Zugewinne von mehr als 50 Sitzen sagt die Nachwahlbefragung den Konservativen voraus, während die oppositionelle Labour-Partei dramatisch einbricht. In der Nacht und am Morgen, als nach und nach die Ergebnisse aus den Wahlkreisen eintrudeln, bestätigt sich dieses Bild. Johnsons Tories liegen klar vorne. Nach mehr als zwei Jahren Minderheitsregierung haben sie künftig wieder allein die Macht. Es ist eine Entscheidung mit gravierenden Folgen - für die Parteien, für das Vereinigte Königreich, für Europa. Vier Lehren.

Lehre 1: Populismus siegt

Seit seiner Amtsübernahme als Tory-Chef und Premier im Juli hat Johnson auf eine Taktik gesetzt, die man in normalen Zeiten in London wohl kaum für möglich gehalten hätte. Es war eine Strategie des radikalen Populismus, offenbar ausgetüftelt vom hochumstrittenen Brexit-Mastermind Dominic Cummings, Johnsons Chefberater in Downing Street.

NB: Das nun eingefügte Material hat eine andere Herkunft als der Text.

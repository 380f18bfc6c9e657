//! Dataset bundles and split containers.
//!
//! A [`DatasetBundle`] is the unit every pipeline stage consumes: a 3-D
//! feature tensor, a per-class target matrix, per-sample weights and the
//! names describing the feature and target axes.
//!
//! ```text
//! features : [sample, timestep, feature]   (timestep axis may be 1)
//! target   : [sample, class]               one-hot or [1-p, p]
//! weight   : [sample]
//! ```
//!
//! All three arrays share the sample axis; this is checked once at
//! construction so later stages can index freely.
//!
//! [`RawDataset`] turns the arrays produced by an external reader (per
//! timestep event probabilities, optional weights) into a bundle.

use crate::config::{FeatureTimestep, TargetConfig};
use crate::error::{PipelineError, Result};
use crate::preprocessing::normalization::NormalizationStats;
use ndarray::{s, Array1, Array2, Array3, ArrayView1, ArrayView2, ArrayView3, Axis};
use std::fmt;
use std::ops::Range;

/// Column index of the positive class in a two-class target.
pub const POSITIVE_CLASS: usize = 1;

/// Column index of the negative class in a two-class target.
pub const NEGATIVE_CLASS: usize = 0;

/// Features, targets and weights for one population of samples.
#[derive(Debug, Clone, PartialEq)]
pub struct DatasetBundle {
    features: Array3<f64>,
    target: Array2<f64>,
    weight: Array1<f64>,
    feature_names: Vec<String>,
    target_name: String,
}

impl DatasetBundle {
    /// Create a bundle, validating that all arrays agree on shape.
    ///
    /// # Errors
    ///
    /// Returns [`PipelineError::DataShape`] if the sample counts of
    /// features, target and weight differ, or if the number of feature
    /// names does not match the feature axis.
    pub fn new(
        features: Array3<f64>,
        target: Array2<f64>,
        weight: Array1<f64>,
        feature_names: Vec<String>,
        target_name: impl Into<String>,
    ) -> Result<Self> {
        let n = features.len_of(Axis(0));
        if target.nrows() != n || weight.len() != n {
            return Err(PipelineError::data_shape(format!(
                "sample counts disagree: features={}, target={}, weight={}",
                n,
                target.nrows(),
                weight.len()
            )));
        }
        if feature_names.len() != features.len_of(Axis(2)) {
            return Err(PipelineError::data_shape(format!(
                "{} feature names for {} feature columns",
                feature_names.len(),
                features.len_of(Axis(2))
            )));
        }

        Ok(Self {
            features,
            target,
            weight,
            feature_names,
            target_name: target_name.into(),
        })
    }

    /// Number of samples.
    pub fn len(&self) -> usize {
        self.weight.len()
    }

    /// True if the bundle holds no samples.
    pub fn is_empty(&self) -> bool {
        self.len() == 0
    }

    /// Number of timesteps per sample.
    pub fn n_timesteps(&self) -> usize {
        self.features.len_of(Axis(1))
    }

    /// Number of feature columns.
    pub fn n_features(&self) -> usize {
        self.features.len_of(Axis(2))
    }

    /// Number of target classes.
    pub fn n_classes(&self) -> usize {
        self.target.ncols()
    }

    pub fn features(&self) -> ArrayView3<'_, f64> {
        self.features.view()
    }

    /// Mutable access to the feature tensor. The shape cannot change.
    pub fn features_mut(&mut self) -> &mut Array3<f64> {
        &mut self.features
    }

    pub fn target(&self) -> ArrayView2<'_, f64> {
        self.target.view()
    }

    /// Mutable access to the target matrix. The shape cannot change.
    pub fn target_mut(&mut self) -> &mut Array2<f64> {
        &mut self.target
    }

    pub fn weight(&self) -> ArrayView1<'_, f64> {
        self.weight.view()
    }

    pub fn feature_names(&self) -> &[String] {
        &self.feature_names
    }

    pub fn target_name(&self) -> &str {
        &self.target_name
    }

    /// Positive-class column of the target matrix.
    ///
    /// # Panics
    ///
    /// Panics if the target has fewer than two classes.
    pub fn positive_rates(&self) -> ArrayView1<'_, f64> {
        self.target.column(POSITIVE_CLASS)
    }

    /// Contiguous sample range `[range.start, range.end)` as a new bundle.
    ///
    /// # Panics
    ///
    /// Panics if the range is out of bounds.
    pub fn slice(&self, range: Range<usize>) -> Self {
        Self {
            features: self.features.slice(s![range.clone(), .., ..]).to_owned(),
            target: self.target.slice(s![range.clone(), ..]).to_owned(),
            weight: self.weight.slice(s![range]).to_owned(),
            feature_names: self.feature_names.clone(),
            target_name: self.target_name.clone(),
        }
    }

    /// Keep only the first `len` samples (no-op if already shorter).
    pub fn truncate(&mut self, len: usize) {
        if len < self.len() {
            *self = self.slice(0..len);
        }
    }

    /// Gather samples by index, in the given order. Indices may repeat.
    pub fn select_samples(&self, indices: &[usize]) -> Self {
        Self {
            features: self.features.select(Axis(0), indices),
            target: self.target.select(Axis(0), indices),
            weight: self.weight.select(Axis(0), indices),
            feature_names: self.feature_names.clone(),
            target_name: self.target_name.clone(),
        }
    }

    /// Gather feature columns by index, renaming the feature axis to match.
    pub fn select_features(&self, indices: &[usize]) -> Self {
        Self {
            features: self.features.select(Axis(2), indices),
            target: self.target.clone(),
            weight: self.weight.clone(),
            feature_names: indices
                .iter()
                .map(|&i| self.feature_names[i].clone())
                .collect(),
            target_name: self.target_name.clone(),
        }
    }

    /// Decompose into `(features, target, weight)`.
    pub fn into_arrays(self) -> (Array3<f64>, Array2<f64>, Array1<f64>) {
        (self.features, self.target, self.weight)
    }
}

impl fmt::Display for DatasetBundle {
    fn fmt(&self, f: &mut fmt::Formatter<'_>) -> fmt::Result {
        write!(
            f,
            "{} samples × {} timesteps × {} features → '{}' ({} classes)",
            self.len(),
            self.n_timesteps(),
            self.n_features(),
            self.target_name,
            self.n_classes()
        )
    }
}

/// Which partition of a [`SplitBundle`] to address.
#[derive(Debug, Clone, Copy, PartialEq, Eq, Hash)]
pub enum Partition {
    Train,
    Val,
    Test,
}

impl Partition {
    pub const ALL: [Partition; 3] = [Partition::Train, Partition::Val, Partition::Test];

    pub fn as_str(&self) -> &'static str {
        match self {
            Partition::Train => "train",
            Partition::Val => "val",
            Partition::Test => "test",
        }
    }
}

impl fmt::Display for Partition {
    fn fmt(&self, f: &mut fmt::Formatter<'_>) -> fmt::Result {
        f.write_str(self.as_str())
    }
}

/// A dataset partitioned into train, validation and test ranges.
///
/// `stats` is filled in by normalization and holds the exact values used to
/// scale every partition, so inference-time data can be transformed the
/// same way.
#[derive(Debug, Clone, PartialEq)]
pub struct SplitBundle {
    pub train: DatasetBundle,
    pub val: DatasetBundle,
    pub test: DatasetBundle,
    pub stats: Option<NormalizationStats>,
}

impl SplitBundle {
    pub fn get(&self, partition: Partition) -> &DatasetBundle {
        match partition {
            Partition::Train => &self.train,
            Partition::Val => &self.val,
            Partition::Test => &self.test,
        }
    }

    pub fn get_mut(&mut self, partition: Partition) -> &mut DatasetBundle {
        match partition {
            Partition::Train => &mut self.train,
            Partition::Val => &mut self.val,
            Partition::Test => &mut self.test,
        }
    }

    /// Total samples across all partitions.
    pub fn total_len(&self) -> usize {
        self.train.len() + self.val.len() + self.test.len()
    }

    pub fn feature_names(&self) -> &[String] {
        self.train.feature_names()
    }
}

/// Convert positive-class rates into `[1-p, p]` rows.
pub fn to_multiclass(p: ArrayView1<'_, f64>) -> Array2<f64> {
    let mut out = Array2::zeros((p.len(), 2));
    for (i, &v) in p.iter().enumerate() {
        out[[i, NEGATIVE_CLASS]] = 1.0 - v;
        out[[i, POSITIVE_CLASS]] = v;
    }
    out
}

/// Arrays as handed over by an external dataset reader.
///
/// Targets are per-timestep event probabilities for a single target index;
/// each timestep's probability is mutually exclusive, so summing a window
/// gives the probability of the event inside that window.
#[derive(Debug, Clone)]
pub struct RawDataset {
    /// `[sample, timestep, feature]`
    pub features: Array3<f64>,
    /// `[sample, target_timestep]`
    pub targets: Array2<f64>,
    /// `[sample]`; ones are used when absent.
    pub weights: Option<Array1<f64>>,
    pub feature_names: Vec<String>,
    pub target_name: String,
}

impl RawDataset {
    /// Reduce raw loader output to a two-class [`DatasetBundle`].
    ///
    /// Steps, in order:
    /// 1. drop samples with any target mass before `remove_early_collision_idx`
    /// 2. sum targets over `[start_timestep, end_timestep)`
    /// 3. keep the configured feature timestep(s)
    /// 4. expand the summed rate into `[1-p, p]`
    pub fn into_bundle(self, config: &TargetConfig) -> Result<DatasetBundle> {
        let n = self.features.len_of(Axis(0));
        if self.targets.nrows() != n {
            return Err(PipelineError::data_shape(format!(
                "raw targets have {} rows for {} feature samples",
                self.targets.nrows(),
                n
            )));
        }
        let weights = match self.weights {
            Some(w) if w.len() != n => {
                return Err(PipelineError::data_shape(format!(
                    "raw weights have {} entries for {} samples",
                    w.len(),
                    n
                )))
            }
            Some(w) => w,
            None => Array1::ones(n),
        };

        let horizon = self.targets.ncols();
        let end = config.end_timestep.unwrap_or(horizon);
        if end > horizon || config.start_timestep > end {
            return Err(PipelineError::configuration(format!(
                "target window [{}, {}) does not fit {} target timesteps",
                config.start_timestep, end, horizon
            )));
        }

        let keep: Vec<usize> = if config.remove_early_collision_idx > 0 {
            let cut = config.remove_early_collision_idx.min(horizon);
            (0..n)
                .filter(|&i| self.targets.slice(s![i, ..cut]).sum() == 0.0)
                .collect()
        } else {
            (0..n).collect()
        };
        if keep.len() < n {
            log::debug!(
                "Dropped {} of {} samples with early events",
                n - keep.len(),
                n
            );
        }

        let features = self.features.select(Axis(0), &keep);
        let targets = self.targets.select(Axis(0), &keep);
        let weights = weights.select(Axis(0), &keep);

        let rates = targets
            .slice(s![.., config.start_timestep..end])
            .sum_axis(Axis(1));

        let timesteps = features.len_of(Axis(1));
        let features = match config.feature_timestep {
            FeatureTimestep::All => features,
            FeatureTimestep::Last if timesteps > 0 => features
                .slice(s![.., timesteps - 1..timesteps, ..])
                .to_owned(),
            FeatureTimestep::Index(t) if t < timesteps => {
                features.slice(s![.., t..t + 1, ..]).to_owned()
            }
            other => {
                return Err(PipelineError::configuration(format!(
                    "feature timestep {other:?} out of range for {timesteps} timesteps"
                )))
            }
        };

        DatasetBundle::new(
            features,
            to_multiclass(rates.view()),
            weights,
            self.feature_names,
            self.target_name,
        )
    }
}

Ziel waren immer Neuwahlen, die Johnson bestätigen und ihm eine deutliche Mehrheit im zersplitterten Unterhaus beschaffen sollten. Von Beginn an schalteten der Premier und sein Team deshalb auf einen rücksichtslosen Wahlkampfmodus. Das Kalkül: Johnson wollte die Tories als standfeste Brexit-Partei gegen ein vermeintliches Establishment inszenieren, während sich die Oppositionsparteien im linken und proeuropäischen Lager zerreiben.

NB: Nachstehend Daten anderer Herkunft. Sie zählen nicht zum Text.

//! Feature-axis reconciliation between two domains.
//!
//! The source and target domains are usually produced by different
//! collection setups, so their feature columns differ in both order and
//! membership. Before any statistics are computed the source bundle is
//! reordered and subsetted so that its feature axis matches the target's
//! exactly:
//!
//! ```text
//! source: [a, b, c]       target: [b, a]
//!            │  │                    │  │
//!            └──┼──────────────┐     │  │
//!               └───────────┐  │     │  │
//! aligned source:          [b, a]  ==  [b, a]
//! ```
//!
//! Any target feature missing from the source is a configuration error:
//! silently dropping it would corrupt downstream normalization statistics.
//!
//! The module also carries the two dataset subselection passes used when
//! curating a domain: dropping constant features and keeping only samples
//! drawn from a proposal distribution.

use crate::dataset::DatasetBundle;
use crate::error::{PipelineError, Result};
use ndarray::{s, Axis};

/// Index into `source_names` for each name in `target_names`, in target order.
///
/// The first exact match wins when the source repeats a name.
pub fn feature_indices(source_names: &[String], target_names: &[String]) -> Result<Vec<usize>> {
    target_names
        .iter()
        .map(|name| {
            source_names
                .iter()
                .position(|src| src == name)
                .ok_or_else(|| {
                    PipelineError::configuration(format!(
                        "target feature '{name}' has no counterpart in source features"
                    ))
                })
        })
        .collect()
}

/// Reorder and subset `src` features to match `tgt` feature order.
///
/// # Errors
///
/// [`PipelineError::Configuration`] if the target names differ or a target
/// feature is absent from the source.
pub fn align_features(src: &DatasetBundle, tgt: &DatasetBundle) -> Result<DatasetBundle> {
    if src.target_name() != tgt.target_name() {
        return Err(PipelineError::configuration(format!(
            "domains predict different targets: source '{}' vs target '{}'",
            src.target_name(),
            tgt.target_name()
        )));
    }

    let indices = feature_indices(src.feature_names(), tgt.feature_names())?;
    let aligned = src.select_features(&indices);

    debug_assert_eq!(aligned.feature_names(), tgt.feature_names());
    log::debug!(
        "Aligned source features: kept {} of {}, dropped {}",
        indices.len(),
        src.n_features(),
        src.n_features() - indices.len()
    );

    Ok(aligned)
}

/// Keep features whose peak-to-peak range over the first `check_size`
/// samples exceeds `eps`.
///
/// Returns the filtered bundle and the indices of the kept features.
pub fn select_nonconstant_features(
    bundle: &DatasetBundle,
    check_size: usize,
    eps: f64,
) -> (DatasetBundle, Vec<usize>) {
    let n = check_size.min(bundle.len());
    let window = bundle.features().slice_move(s![..n, .., ..]);

    let keep: Vec<usize> = (0..bundle.n_features())
        .filter(|&f| {
            let column = window.index_axis(Axis(2), f);
            let (lo, hi) = column
                .iter()
                .fold((f64::INFINITY, f64::NEG_INFINITY), |(lo, hi), &v| {
                    (lo.min(v), hi.max(v))
                });
            hi - lo > eps
        })
        .collect();

    if keep.len() < bundle.n_features() {
        let dropped: Vec<&str> = (0..bundle.n_features())
            .filter(|f| !keep.contains(f))
            .map(|f| bundle.feature_names()[f].as_str())
            .collect();
        log::info!("Dropping {} constant features: {:?}", dropped.len(), dropped);
    }

    (bundle.select_features(&keep), keep)
}

/// Keep samples whose importance weight is not exactly 1.
///
/// Samples drawn from a proposal distribution carry a likelihood-ratio
/// weight; samples with weight 1 came from the nominal distribution.
pub fn select_proposal_samples(bundle: &DatasetBundle) -> DatasetBundle {
    let indices: Vec<usize> = bundle
        .weight()
        .iter()
        .enumerate()
        .filter(|&(_, &w)| w != 1.0)
        .map(|(i, _)| i)
        .collect();
    log::debug!(
        "Selected {} proposal samples of {}",
        indices.len(),
        bundle.len()
    );
    bundle.select_samples(&indices)
}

Johnson nahm dafür die Spaltung seiner Partei in Kauf. Er warf verdiente Minister aus dem Kabinett und später gar mehr als 20 Tories, die seinen Kurs nicht mitgehen wollten, aus der Fraktion. Er attackierte aggressiv das Unterhaus und sogar die Gerichte und akzeptierte damit, dass das Vertrauen in demokratische Institutionen weiter bröckelte. Und er spannte die Queen für seine Sache ein, indem er sie rechtswidrig das Parlament auflösen ließ. Das Ergebnis dieser Wahl zeigt: die Taktik ist aufgegangen.

Lehre 2: Der Brexit kommt

Die Brexit-Debatten dauerten vor allem deshalb so quälend lang, weil es im britischen Unterhaus für keine Seite eine Mehrheit gab: nicht für die radikalen EU-Hasser, nicht für die, die einen sanften Ausstieg wollen, nicht für jene, die den Brexit am liebsten absagen würden. Die Tories konnten nur mit Unterstützung der nordirischen DUP regieren - und waren in sich zerstritten. Ebenso Labour.

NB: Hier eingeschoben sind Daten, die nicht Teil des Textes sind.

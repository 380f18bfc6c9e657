//! Weighted ranking metrics.
//!
//! Average precision follows the usual step-wise definition over distinct
//! score thresholds, taken in descending order:
//!
//! ```text
//! AP = Σ_k (R_k - R_{k-1}) * P_k        R_0 = 0
//! ```
//!
//! where `P_k`, `R_k` are weighted precision and recall when everything
//! scored at or above threshold `k` is predicted positive. Tied scores enter
//! at the same threshold.
//!
//! Raw AP is bounded above by less than 1 whenever labels are soft, so
//! [`avg_prc`] divides by the AP a perfect ranking would reach on the same
//! labels.

use ndarray::{ArrayView1, ArrayView2};

/// Sample indices sorted by descending score; ties keep input order.
fn descending_order(scores: ArrayView1<'_, f64>) -> Vec<usize> {
    let mut order: Vec<usize> = (0..scores.len()).collect();
    order.sort_by(|&a, &b| scores[b].total_cmp(&scores[a]));
    order
}

/// Cumulative weighted `(true positive, false positive)` counts at each
/// distinct score threshold, in descending score order.
fn threshold_counts(
    y: ArrayView1<'_, f64>,
    scores: ArrayView1<'_, f64>,
    w: ArrayView1<'_, f64>,
) -> Vec<(f64, f64)> {
    let order = descending_order(scores);
    let mut counts = Vec::new();
    let (mut tp, mut fp) = (0.0, 0.0);

    let mut k = 0;
    while k < order.len() {
        let threshold = scores[order[k]];
        while k < order.len() && scores[order[k]] == threshold {
            let i = order[k];
            tp += y[i] * w[i];
            fp += (1.0 - y[i]) * w[i];
            k += 1;
        }
        counts.push((tp, fp));
    }
    counts
}

fn assert_same_len(y: usize, s: usize, w: usize) {
    assert!(
        y == s && s == w,
        "ranking inputs must have equal length: labels={y}, scores={s}, weights={w}"
    );
}

// NaN scores have no rank.
fn assert_no_nan(scores: ArrayView1<'_, f64>) {
    if let Some(i) = scores.iter().position(|s| s.is_nan()) {
        panic!("ranking scores must not contain NaN (first at index {i})");
    }
}

/// Weighted average precision for binary labels.
///
/// Returns NaN when the total positive weight is zero.
///
/// # Panics
///
/// Panics if the inputs differ in length or any score is NaN.
pub fn average_precision(
    y: ArrayView1<'_, f64>,
    scores: ArrayView1<'_, f64>,
    w: ArrayView1<'_, f64>,
) -> f64 {
    assert_same_len(y.len(), scores.len(), w.len());
    assert_no_nan(scores);

    let total_pos: f64 = y.iter().zip(w.iter()).map(|(y, w)| y * w).sum();
    if total_pos <= 0.0 || total_pos.is_nan() {
        return f64::NAN;
    }

    let mut ap = 0.0;
    let mut prev_recall = 0.0;
    for (tp, fp) in threshold_counts(y, scores, w) {
        let recall = tp / total_pos;
        let predicted = tp + fp;
        let precision = if predicted > 0.0 { tp / predicted } else { 0.0 };
        ap += (recall - prev_recall) * precision;
        prev_recall = recall;
    }
    ap
}

/// Expand each rate `y_i` into `n` binary labels, the first `floor(y_i * n)`
/// of them positive.
fn rates_to_binary(y: ArrayView1<'_, f64>, n: usize) -> Vec<f64> {
    let mut out = Vec::with_capacity(y.len() * n);
    for &rate in y.iter() {
        let positives = ((rate * n as f64) as usize).min(n);
        out.extend((0..n).map(|j| if j < positives { 1.0 } else { 0.0 }));
    }
    out
}

/// Repeat each value `n` times.
fn tile(x: ArrayView1<'_, f64>, n: usize) -> Vec<f64> {
    x.iter()
        .flat_map(|&v| std::iter::repeat(v).take(n))
        .collect()
}

/// Average precision normalized by the best achievable under perfect ranking.
///
/// Each sample's true rate `y_i` and score `s_i` are tiled into `n` binary
/// pseudo-observations so probability-valued labels can be ranked. The
/// perfect ranking scores every pseudo-observation by its true rate.
///
/// Returns `0.0` whenever the ratio is undefined (no positive weight, all
/// weights zero); NaN never escapes.
///
/// # Panics
///
/// Panics if `n` is zero, the inputs differ in length or any score is NaN.
pub fn avg_prc(
    y: ArrayView1<'_, f64>,
    scores: ArrayView1<'_, f64>,
    w: ArrayView1<'_, f64>,
    n: usize,
) -> f64 {
    assert!(n > 0, "avg_prc needs at least one pseudo-observation per sample");
    assert_same_len(y.len(), scores.len(), w.len());
    assert_no_nan(scores);

    let labels = rates_to_binary(y, n);
    let optimal_scores = tile(y, n);
    let scores = tile(scores, n);
    let weights = tile(w, n);

    let labels = ArrayView1::from(&labels);
    let weights = ArrayView1::from(&weights);
    let achieved = average_precision(labels, ArrayView1::from(&scores), weights);
    let optimal = average_precision(labels, ArrayView1::from(&optimal_scores), weights);

    let ratio = achieved / optimal;
    if ratio.is_nan() {
        0.0
    } else {
        ratio
    }
}

/// Weighted area under the ROC curve (trapezoidal, ties averaged).
///
/// Returns NaN when either class has zero total weight.
pub fn roc_auc(y: ArrayView1<'_, f64>, scores: ArrayView1<'_, f64>, w: ArrayView1<'_, f64>) -> f64 {
    assert_same_len(y.len(), scores.len(), w.len());
    assert_no_nan(scores);

    let total_pos: f64 = y.iter().zip(w.iter()).map(|(y, w)| y * w).sum();
    let total_neg: f64 = y.iter().zip(w.iter()).map(|(y, w)| (1.0 - y) * w).sum();
    if total_pos <= 0.0 || total_neg <= 0.0 {
        return f64::NAN;
    }

    let mut area = 0.0;
    let (mut prev_tp, mut prev_fp) = (0.0, 0.0);
    for (tp, fp) in threshold_counts(y, scores, w) {
        area += (fp - prev_fp) * (tp + prev_tp) / 2.0;
        prev_tp = tp;
        prev_fp = fp;
    }
    area / (total_pos * total_neg)
}

/// Unweighted `(average precision, ROC AUC, Brier)` for `[n, 2]` arrays.
///
/// One-hot labels are scored column by column and macro-averaged over both
/// classes; Brier is the mean over every cell. If any label row is soft,
/// labels are hardened by argmax and only the positive-class column is
/// scored.
pub fn classification_score(probs: ArrayView2<'_, f64>, y: ArrayView2<'_, f64>) -> (f64, f64, f64) {
    assert_eq!(probs.dim(), y.dim(), "probs and labels differ in shape");

    let ones = vec![1.0; y.nrows()];
    let ones = ArrayView1::from(&ones);
    let is_hard = y.column(0).iter().all(|&v| v == 0.0 || v == 1.0);

    if is_hard {
        let n_classes = y.ncols() as f64;
        let (mut prc_auc, mut auc) = (0.0, 0.0);
        for (labels, scores) in y.columns().into_iter().zip(probs.columns()) {
            prc_auc += average_precision(labels, scores, ones);
            auc += roc_auc(labels, scores, ones);
        }
        let diff = &probs - &y;
        let brier = diff.mapv(|d| d * d).mean().unwrap_or(f64::NAN);
        return (prc_auc / n_classes, auc / n_classes, brier);
    }

    let labels: Vec<f64> = y
        .outer_iter()
        .map(|row| if row[1] > row[0] { 1.0 } else { 0.0 })
        .collect();
    let labels = ArrayView1::from(&labels);
    let scores = probs.column(1);

    let prc_auc = average_precision(labels, scores, ones);
    let auc = roc_auc(labels, scores, ones);
    let brier = super::brier(labels, scores, ones);
    (prc_auc, auc, brier)
}

#[cfg(test)]
mod tests {
    use super::*;
    use ndarray::{array, Array1};

    #[test]
    fn test_average_precision_perfect_ranking() {
        let y = array![0.0, 1.0, 0.0, 1.0];
        let s = array![0.1, 0.9, 0.2, 0.8];
        let ap = average_precision(y.view(), s.view(), Array1::ones(4).view());
        assert!((ap - 1.0).abs() < 1e-12);
    }

    #[test]
    fn test_average_precision_known_value() {
        // Ranking: pos, neg, pos -> P@1 = 1, P@3 = 2/3 -> AP = 0.5*1 + 0.5*2/3
        let y = array![1.0, 0.0, 1.0];
        let s = array![0.9, 0.5, 0.1];
        let ap = average_precision(y.view(), s.view(), Array1::ones(3).view());
        assert!((ap - (0.5 + 1.0 / 3.0)).abs() < 1e-12);
    }

    #[test]
    fn test_average_precision_ties_share_threshold() {
        // All tied: single threshold, precision = base rate.
        let y = array![1.0, 0.0, 0.0, 0.0];
        let s = array![0.5, 0.5, 0.5, 0.5];
        let ap = average_precision(y.view(), s.view(), Array1::ones(4).view());
        assert!((ap - 0.25).abs() < 1e-12);
    }

    #[test]
    fn test_average_precision_weighted() {
        // Doubling the weight of the negative ranked first lowers P@2.
        let y = array![0.0, 1.0];
        let s = array![0.9, 0.1];
        let ap = average_precision(y.view(), s.view(), array![2.0, 1.0].view());
        assert!((ap - 1.0 / 3.0).abs() < 1e-12);
    }

    #[test]
    fn test_average_precision_no_positives_is_nan() {
        let ap = average_precision(
            array![0.0, 0.0].view(),
            array![0.3, 0.4].view(),
            array![1.0, 1.0].view(),
        );
        assert!(ap.is_nan());
    }

    #[test]
    fn test_avg_prc_zero_weights_returns_zero() {
        let v = avg_prc(
            array![1.0, 0.0, 1.0].view(),
            array![0.7, 0.2, 0.4].view(),
            Array1::zeros(3).view(),
            1,
        );
        assert_eq!(v, 0.0);
    }

    #[test]
    fn test_avg_prc_normalizes_soft_labels() {
        let y = array![0.5, 0.0, 0.25];
        // Scores ordered like the true rates reach the ceiling.
        let v = avg_prc(y.view(), array![0.6, 0.1, 0.3].view(), Array1::ones(3).view(), 4);
        assert!((v - 1.0).abs() < 1e-12);

        // Reversed ranking falls below it.
        let v = avg_prc(y.view(), array![0.1, 0.6, 0.3].view(), Array1::ones(3).view(), 4);
        assert!(v < 1.0 && v > 0.0);
    }

    #[test]
    fn test_rates_to_binary_truncates() {
        let b = rates_to_binary(array![0.5, 0.99, 1.0].view(), 2);
        assert_eq!(b, vec![1.0, 0.0, 1.0, 0.0, 1.0, 1.0]);
    }

    #[test]
    fn test_roc_auc() {
        let ones = Array1::ones(4);
        let partial = roc_auc(
            array![0.0, 0.0, 1.0, 1.0].view(),
            array![0.1, 0.4, 0.35, 0.8].view(),
            ones.view(),
        );
        assert!((partial - 0.75).abs() < 1e-12);

        let tied = roc_auc(
            array![0.0, 1.0].view(),
            array![0.5, 0.5].view(),
            array![1.0, 1.0].view(),
        );
        assert!((tied - 0.5).abs() < 1e-12);
        assert!(roc_auc(array![1.0].view(), array![0.5].view(), array![1.0].view()).is_nan());
    }

    #[test]
    fn test_classification_score() {
        let probs = array![[0.9, 0.1], [0.2, 0.8], [0.6, 0.4]];
        let y = array![[1.0, 0.0], [0.0, 1.0], [0.3, 0.7]];
        let (prc, auc, brier) = classification_score(probs.view(), y.view());
        // Positives (rows 1, 2) outrank the negative (row 0).
        assert!((prc - 1.0).abs() < 1e-12);
        assert!((auc - 1.0).abs() < 1e-12);
        let expected = (0.01 + 0.04 + 0.36) / 3.0;
        assert!((brier - expected).abs() < 1e-12);
    }

    #[test]
    fn test_classification_score_hard_labels_macro_average() {
        let probs = array![[0.3, 0.7], [0.8, 0.2], [0.6, 0.4]];
        let y = array![[1.0, 0.0], [1.0, 0.0], [0.0, 1.0]];
        let (prc, auc, brier) = classification_score(probs.view(), y.view());
        // Positive column AP = 1/2, negative column AP = 5/6.
        assert!((prc - 2.0 / 3.0).abs() < 1e-12);
        assert!((auc - 0.5).abs() < 1e-12);
        assert!((brier - 1.78 / 6.0).abs() < 1e-12);
    }

    #[test]
    #[should_panic(expected = "NaN")]
    fn test_average_precision_nan_score_panics() {
        average_precision(
            array![1.0, 0.0, 1.0].view(),
            array![0.9, f64::NAN, 0.2].view(),
            Array1::ones(3).view(),
        );
    }

    #[test]
    #[should_panic(expected = "NaN")]
    fn test_avg_prc_nan_score_panics() {
        avg_prc(
            array![1.0, 0.0, 1.0].view(),
            array![0.9, f64::NAN, 0.2].view(),
            Array1::ones(3).view(),
            1,
        );
    }

    #[test]
    fn test_infinite_scores_rank_at_extremes() {
        let y = array![0.0, 1.0, 1.0];
        let s = array![f64::NEG_INFINITY, f64::INFINITY, 0.3];
        let ones = Array1::ones(3);
        assert!((average_precision(y.view(), s.view(), ones.view()) - 1.0).abs() < 1e-12);
        assert!((roc_auc(y.view(), s.view(), ones.view()) - 1.0).abs() < 1e-12);
    }
}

Doch die Zeiten unklarer Verhältnisse sind nun vorbei. Johnsons Mehrheit ist künftig wohl derart komfortabel, dass er sich selbst jede Menge Abweichler leisten kann. Das heißt auch: der Weg für den Brexit ist frei. Johnson hatte den Gesetzgebungsprozess, der sein mit der EU ausverhandeltes Brexit-Abkommen in britisches Recht übertragen sollte, im Herbst gestoppt. Er wollte nicht hinnehmen, dass die Abgeordneten den Deal verändern und beim Brexit umsteuern. Diese Gefahr ist für ihn nun gebannt. Gut möglich, dass der Premier das Abkommen noch vor Weihnachten durchs Parlament peitscht. Der neue Austrittstermin wurde auf den 31. Januar festgelegt - es ist jetzt sehr wahrscheinlich, dass die Briten dann tatsächlich die EU verlassen.

Die Frage ist, wie es danach weitergeht. Johnson wird schnellstmöglich mit Brüssel ein Freihandelsabkommen vereinbaren wollen. Es ist jedoch auch nicht ausgeschlossen, dass er sich fortan wieder moderater präsentiert. Denn nach dieser Wahl muss er weniger Rücksicht nehmen - auch nicht auf den rechtskonservativen Hardliner-Flügel seiner Partei.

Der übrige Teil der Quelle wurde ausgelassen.